45. Similar features are found in the products of the other respondents. However, the CD-ROMs of different respondents are different in nature. This itself goes to show that the said product cannot be the result of mere copying as alleged. The respondents, as claimed by them, have their own infrastructure with formidable work force, who put their collective brains, skill and labour in producing the products in question. The latest versions of CD-ROMs of these respondents are materially different from the appellant's publication. It may be that in their initial version(s), the respondents had copied the head-notes from the appellant's publication. However, that is not the position now. Their product, which is available in the market today, is entirely different. thereforee, no useful purpose would be served in granting the relief of injunction as claimed by the appellant. The appellant by taking specious plea that the respondents are copying the text of the judgment and/or at the most some of the text of the judgments as reported by the appellant in its Journal may have lifted in preparing CD-ROMs. That by itself would not be sufficient to grant the appellant any injunction when in the text of the judgment the appellant cannot claim any copyright. By adopting such a course, the appellant cannot drive the respondents out of the said trade.

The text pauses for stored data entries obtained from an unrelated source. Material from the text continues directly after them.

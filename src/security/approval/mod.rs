pub mod cli;
pub mod gate;
pub mod permit;

pub use cli::CliApprovalBroker;
pub use gate::{ConfirmationDecision, ConfirmationGate, ConfirmationRequest, Verdict};
pub use permit::ExecutionPermit;

use serde_json::Value;
use std::future::Future;
use std::pin::Pin;

#[derive(Debug, Clone, PartialEq, Eq)]
pub enum ApprovalDecision {
    Approved,
    Denied { reason: String },
}

impl From<ApprovalDecision> for Verdict {
    fn from(decision: ApprovalDecision) -> Self {
        match decision {
            ApprovalDecision::Approved => Verdict::Approve,
            ApprovalDecision::Denied { reason } => Verdict::Deny { reason },
        }
    }
}

/// Source of human decisions for pending confirmations.
pub trait ApprovalBroker: Send + Sync {
    fn request_approval<'a>(
        &'a self,
        request: &'a ConfirmationRequest,
    ) -> Pin<Box<dyn Future<Output = anyhow::Result<ApprovalDecision>> + Send + 'a>>;
}

/// Denies everything; used when nobody is around to answer.
pub struct AutoDenyBroker {
    pub reason: String,
}

impl AutoDenyBroker {
    pub fn non_interactive() -> Self {
        Self {
            reason: "non-interactive session".to_string(),
        }
    }
}

impl ApprovalBroker for AutoDenyBroker {
    fn request_approval<'a>(
        &'a self,
        _request: &'a ConfirmationRequest,
    ) -> Pin<Box<dyn Future<Output = anyhow::Result<ApprovalDecision>> + Send + 'a>> {
        Box::pin(async move {
            Ok(ApprovalDecision::Denied {
                reason: self.reason.clone(),
            })
        })
    }
}

/// One-line description of a step for approval prompts.
#[must_use]
pub fn summarize_args(tool_name: &str, args: &serde_json::Map<String, Value>) -> String {
    let text = |key: &str| args.get(key).and_then(Value::as_str).unwrap_or("?");
    match tool_name {
        "shell_command" => text("command").to_string(),
        "file_write" => {
            let len = args
                .get("content")
                .and_then(Value::as_str)
                .map_or(0, str::len);
            let mode = args.get("mode").and_then(Value::as_str).unwrap_or("create");
            format!("{mode} {len} bytes at {}", text("path"))
        }
        "file_read" => text("path").to_string(),
        "reminder_set" => format!("'{}' at {}", text("message"), text("time")),
        _ => serde_json::to_string(args).unwrap_or_default(),
    }
}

46. For the reasons aforementioned, we are of the opinion that the ends of justice would be met, if the Order of the learned Single Judge is modified by directing, 'the respondents/defendants shall be entitled to sell their C.D. Roms with the text of the judgments of the Supreme Court along with their own head-notes, editorial notes, if any, which should not in any way be copy of the head-notes of the appellant / plaintiff. The respondents / defendant shall also not copy the footnote(s) and editorial comment(s) appearing in the Journal of the appellant/plaintiff.' Before parting with the matters, however, we may observe that we have considered the questions raised before us only for a limited purpose viz. as to whether any order of injunction should be granted or not and, thereforee, it would be open to the learned Single Judge trying the suit to adjudicate upon the respective contentions of the parties as their own merits.

The appeals are disposed of in the aforesaid terms. For the view we have taken, we do not intend to pass any separate orders in the Contempt Petitions or the applications for clarifications. CM No. 163 of 2002 is also disposed of.

There shall, however, be no order as to costs.